>>>

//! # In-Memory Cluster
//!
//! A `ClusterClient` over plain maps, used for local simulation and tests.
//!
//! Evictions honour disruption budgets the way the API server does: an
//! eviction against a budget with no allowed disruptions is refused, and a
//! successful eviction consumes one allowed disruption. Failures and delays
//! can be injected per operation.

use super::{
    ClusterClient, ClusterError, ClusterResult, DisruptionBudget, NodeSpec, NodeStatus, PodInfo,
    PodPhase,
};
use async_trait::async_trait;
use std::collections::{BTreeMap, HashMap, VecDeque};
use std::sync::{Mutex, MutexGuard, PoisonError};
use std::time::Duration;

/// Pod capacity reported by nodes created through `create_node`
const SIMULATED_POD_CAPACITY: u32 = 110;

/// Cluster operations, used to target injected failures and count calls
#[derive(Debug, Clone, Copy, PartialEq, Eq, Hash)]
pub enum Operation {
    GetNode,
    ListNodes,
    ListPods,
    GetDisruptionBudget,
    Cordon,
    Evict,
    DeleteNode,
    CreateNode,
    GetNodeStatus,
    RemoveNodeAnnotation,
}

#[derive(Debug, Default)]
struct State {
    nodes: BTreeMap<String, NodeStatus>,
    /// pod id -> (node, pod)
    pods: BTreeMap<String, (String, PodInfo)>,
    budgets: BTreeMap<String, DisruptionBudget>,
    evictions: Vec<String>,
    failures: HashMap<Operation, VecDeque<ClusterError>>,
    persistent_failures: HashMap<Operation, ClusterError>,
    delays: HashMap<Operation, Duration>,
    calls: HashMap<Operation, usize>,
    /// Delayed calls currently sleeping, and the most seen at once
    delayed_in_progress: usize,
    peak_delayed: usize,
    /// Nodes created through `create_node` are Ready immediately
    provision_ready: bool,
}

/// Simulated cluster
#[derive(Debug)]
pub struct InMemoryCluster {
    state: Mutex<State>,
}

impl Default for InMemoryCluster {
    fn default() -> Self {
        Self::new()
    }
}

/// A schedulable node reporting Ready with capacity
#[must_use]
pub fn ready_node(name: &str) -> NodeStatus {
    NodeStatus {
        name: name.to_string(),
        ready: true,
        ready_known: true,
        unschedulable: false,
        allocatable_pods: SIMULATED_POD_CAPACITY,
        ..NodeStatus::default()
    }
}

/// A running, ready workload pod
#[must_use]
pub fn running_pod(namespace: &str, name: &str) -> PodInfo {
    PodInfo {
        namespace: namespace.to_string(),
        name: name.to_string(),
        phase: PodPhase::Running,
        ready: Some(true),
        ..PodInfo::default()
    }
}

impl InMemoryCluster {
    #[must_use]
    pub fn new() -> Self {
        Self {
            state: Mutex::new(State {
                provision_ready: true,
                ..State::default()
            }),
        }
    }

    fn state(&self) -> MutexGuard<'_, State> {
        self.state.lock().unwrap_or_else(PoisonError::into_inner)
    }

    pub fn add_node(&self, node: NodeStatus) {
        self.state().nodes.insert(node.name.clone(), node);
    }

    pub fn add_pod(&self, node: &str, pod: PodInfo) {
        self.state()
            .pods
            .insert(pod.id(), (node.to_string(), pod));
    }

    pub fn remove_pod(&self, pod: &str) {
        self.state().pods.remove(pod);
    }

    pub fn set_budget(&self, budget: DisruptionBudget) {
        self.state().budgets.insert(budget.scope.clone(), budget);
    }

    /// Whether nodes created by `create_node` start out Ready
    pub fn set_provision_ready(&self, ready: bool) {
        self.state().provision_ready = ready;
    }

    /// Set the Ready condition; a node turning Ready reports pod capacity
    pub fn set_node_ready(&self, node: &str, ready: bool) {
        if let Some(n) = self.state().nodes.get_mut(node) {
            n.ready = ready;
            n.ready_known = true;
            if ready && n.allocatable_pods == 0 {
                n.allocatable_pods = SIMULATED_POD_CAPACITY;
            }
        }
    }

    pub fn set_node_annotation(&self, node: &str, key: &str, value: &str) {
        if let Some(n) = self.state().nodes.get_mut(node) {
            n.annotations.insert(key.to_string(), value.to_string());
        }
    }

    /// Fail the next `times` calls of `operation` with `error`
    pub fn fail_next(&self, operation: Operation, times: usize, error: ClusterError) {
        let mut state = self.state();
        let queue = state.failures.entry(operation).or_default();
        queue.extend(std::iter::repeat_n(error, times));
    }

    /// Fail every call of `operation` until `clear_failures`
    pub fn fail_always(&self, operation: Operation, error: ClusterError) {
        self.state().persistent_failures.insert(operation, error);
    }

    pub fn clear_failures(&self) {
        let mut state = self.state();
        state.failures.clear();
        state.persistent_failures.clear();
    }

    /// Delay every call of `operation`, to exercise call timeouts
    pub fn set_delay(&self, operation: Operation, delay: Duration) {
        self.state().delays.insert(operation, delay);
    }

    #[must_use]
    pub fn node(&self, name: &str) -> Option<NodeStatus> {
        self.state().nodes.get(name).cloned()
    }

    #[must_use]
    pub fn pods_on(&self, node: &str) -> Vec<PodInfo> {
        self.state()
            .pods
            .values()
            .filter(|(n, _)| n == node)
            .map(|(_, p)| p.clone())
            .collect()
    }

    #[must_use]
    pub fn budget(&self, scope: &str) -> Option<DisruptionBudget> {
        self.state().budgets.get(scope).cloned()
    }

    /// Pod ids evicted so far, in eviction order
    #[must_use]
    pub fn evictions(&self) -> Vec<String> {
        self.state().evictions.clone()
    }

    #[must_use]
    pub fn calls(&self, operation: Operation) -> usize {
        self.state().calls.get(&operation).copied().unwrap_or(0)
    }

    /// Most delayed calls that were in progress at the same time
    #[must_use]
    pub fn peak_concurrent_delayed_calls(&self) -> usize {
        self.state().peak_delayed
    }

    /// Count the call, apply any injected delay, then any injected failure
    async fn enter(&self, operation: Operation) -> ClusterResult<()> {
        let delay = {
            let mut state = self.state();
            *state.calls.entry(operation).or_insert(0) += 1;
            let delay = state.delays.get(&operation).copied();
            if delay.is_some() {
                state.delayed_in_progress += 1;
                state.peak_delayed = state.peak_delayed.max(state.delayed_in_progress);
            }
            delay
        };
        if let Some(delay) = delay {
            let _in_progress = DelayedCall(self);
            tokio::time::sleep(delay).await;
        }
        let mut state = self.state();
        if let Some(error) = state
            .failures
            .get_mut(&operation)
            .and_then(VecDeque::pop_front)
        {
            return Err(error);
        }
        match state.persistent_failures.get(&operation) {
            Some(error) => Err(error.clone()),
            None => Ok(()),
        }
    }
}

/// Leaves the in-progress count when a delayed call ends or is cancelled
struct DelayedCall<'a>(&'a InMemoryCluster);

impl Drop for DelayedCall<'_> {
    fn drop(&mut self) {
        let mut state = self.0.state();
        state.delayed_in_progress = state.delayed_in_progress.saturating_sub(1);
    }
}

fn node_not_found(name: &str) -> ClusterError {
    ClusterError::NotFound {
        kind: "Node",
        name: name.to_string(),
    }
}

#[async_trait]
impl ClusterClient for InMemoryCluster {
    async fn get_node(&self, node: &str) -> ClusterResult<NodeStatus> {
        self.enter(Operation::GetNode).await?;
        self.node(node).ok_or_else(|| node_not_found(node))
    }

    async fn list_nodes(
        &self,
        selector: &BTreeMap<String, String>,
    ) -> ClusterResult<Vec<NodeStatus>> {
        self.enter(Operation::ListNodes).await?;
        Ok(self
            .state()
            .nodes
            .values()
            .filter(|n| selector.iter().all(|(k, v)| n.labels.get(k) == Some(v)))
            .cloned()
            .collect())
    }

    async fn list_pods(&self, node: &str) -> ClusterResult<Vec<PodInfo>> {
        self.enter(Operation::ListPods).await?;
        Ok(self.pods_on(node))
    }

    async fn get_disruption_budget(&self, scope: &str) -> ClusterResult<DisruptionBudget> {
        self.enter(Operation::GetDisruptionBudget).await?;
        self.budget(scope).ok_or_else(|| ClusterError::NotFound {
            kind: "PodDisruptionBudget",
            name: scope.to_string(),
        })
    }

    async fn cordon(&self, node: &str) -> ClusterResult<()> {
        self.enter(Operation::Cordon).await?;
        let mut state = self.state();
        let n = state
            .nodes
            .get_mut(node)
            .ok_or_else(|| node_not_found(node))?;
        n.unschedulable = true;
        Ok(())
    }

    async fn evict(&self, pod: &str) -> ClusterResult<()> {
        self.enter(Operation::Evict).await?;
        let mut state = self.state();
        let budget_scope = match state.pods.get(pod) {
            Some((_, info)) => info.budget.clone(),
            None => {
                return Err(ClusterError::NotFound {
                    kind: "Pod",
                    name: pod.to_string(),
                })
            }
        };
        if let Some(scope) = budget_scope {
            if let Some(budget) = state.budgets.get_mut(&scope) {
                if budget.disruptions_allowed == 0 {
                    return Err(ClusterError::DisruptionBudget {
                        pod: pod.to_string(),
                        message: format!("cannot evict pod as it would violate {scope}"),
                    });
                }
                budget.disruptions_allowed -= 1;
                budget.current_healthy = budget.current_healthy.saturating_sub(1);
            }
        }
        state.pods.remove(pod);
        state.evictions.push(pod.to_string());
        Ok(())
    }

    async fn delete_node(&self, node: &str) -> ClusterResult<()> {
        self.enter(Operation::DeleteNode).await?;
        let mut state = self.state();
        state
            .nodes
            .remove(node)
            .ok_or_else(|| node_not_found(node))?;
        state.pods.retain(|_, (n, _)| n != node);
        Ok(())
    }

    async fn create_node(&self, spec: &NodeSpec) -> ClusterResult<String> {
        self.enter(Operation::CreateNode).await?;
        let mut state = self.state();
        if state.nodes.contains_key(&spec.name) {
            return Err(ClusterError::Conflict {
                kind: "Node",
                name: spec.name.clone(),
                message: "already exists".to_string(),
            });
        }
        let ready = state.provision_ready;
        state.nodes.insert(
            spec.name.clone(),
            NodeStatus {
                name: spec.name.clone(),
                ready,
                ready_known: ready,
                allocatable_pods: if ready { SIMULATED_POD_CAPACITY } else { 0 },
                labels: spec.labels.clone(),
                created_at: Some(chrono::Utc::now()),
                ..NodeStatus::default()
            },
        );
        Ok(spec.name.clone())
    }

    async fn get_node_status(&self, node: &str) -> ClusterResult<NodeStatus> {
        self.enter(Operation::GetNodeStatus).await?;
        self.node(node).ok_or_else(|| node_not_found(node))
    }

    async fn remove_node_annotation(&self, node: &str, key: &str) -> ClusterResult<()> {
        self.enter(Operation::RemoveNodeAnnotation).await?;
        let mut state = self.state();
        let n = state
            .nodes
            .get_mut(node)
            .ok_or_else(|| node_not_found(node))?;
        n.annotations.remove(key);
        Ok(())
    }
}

<<<

[Problem to work on]: The first line of the entries above marks where to begin; repeat each line exactly through the one that contains "and count calls", and include that line.

[Result of the exercise]:
//! # In-Memory Cluster
//!
//! A `ClusterClient` over plain maps, used for local simulation and tests.
//!
//! Evictions honour disruption budgets the way the API server does: an
//! eviction against a budget with no allowed disruptions is refused, and a
//! successful eviction consumes one allowed disruption. Failures and delays
//! can be injected per operation.

use super::{
    ClusterClient, ClusterError, ClusterResult, DisruptionBudget, NodeSpec, NodeStatus, PodInfo,
    PodPhase,
};
use async_trait::async_trait;
use std::collections::{BTreeMap, HashMap, VecDeque};
use std::sync::{Mutex, MutexGuard, PoisonError};
use std::time::Duration;

/// Pod capacity reported by nodes created through `create_node`
const SIMULATED_POD_CAPACITY: u32 = 110;

/// Cluster operations, used to target injected failures and count calls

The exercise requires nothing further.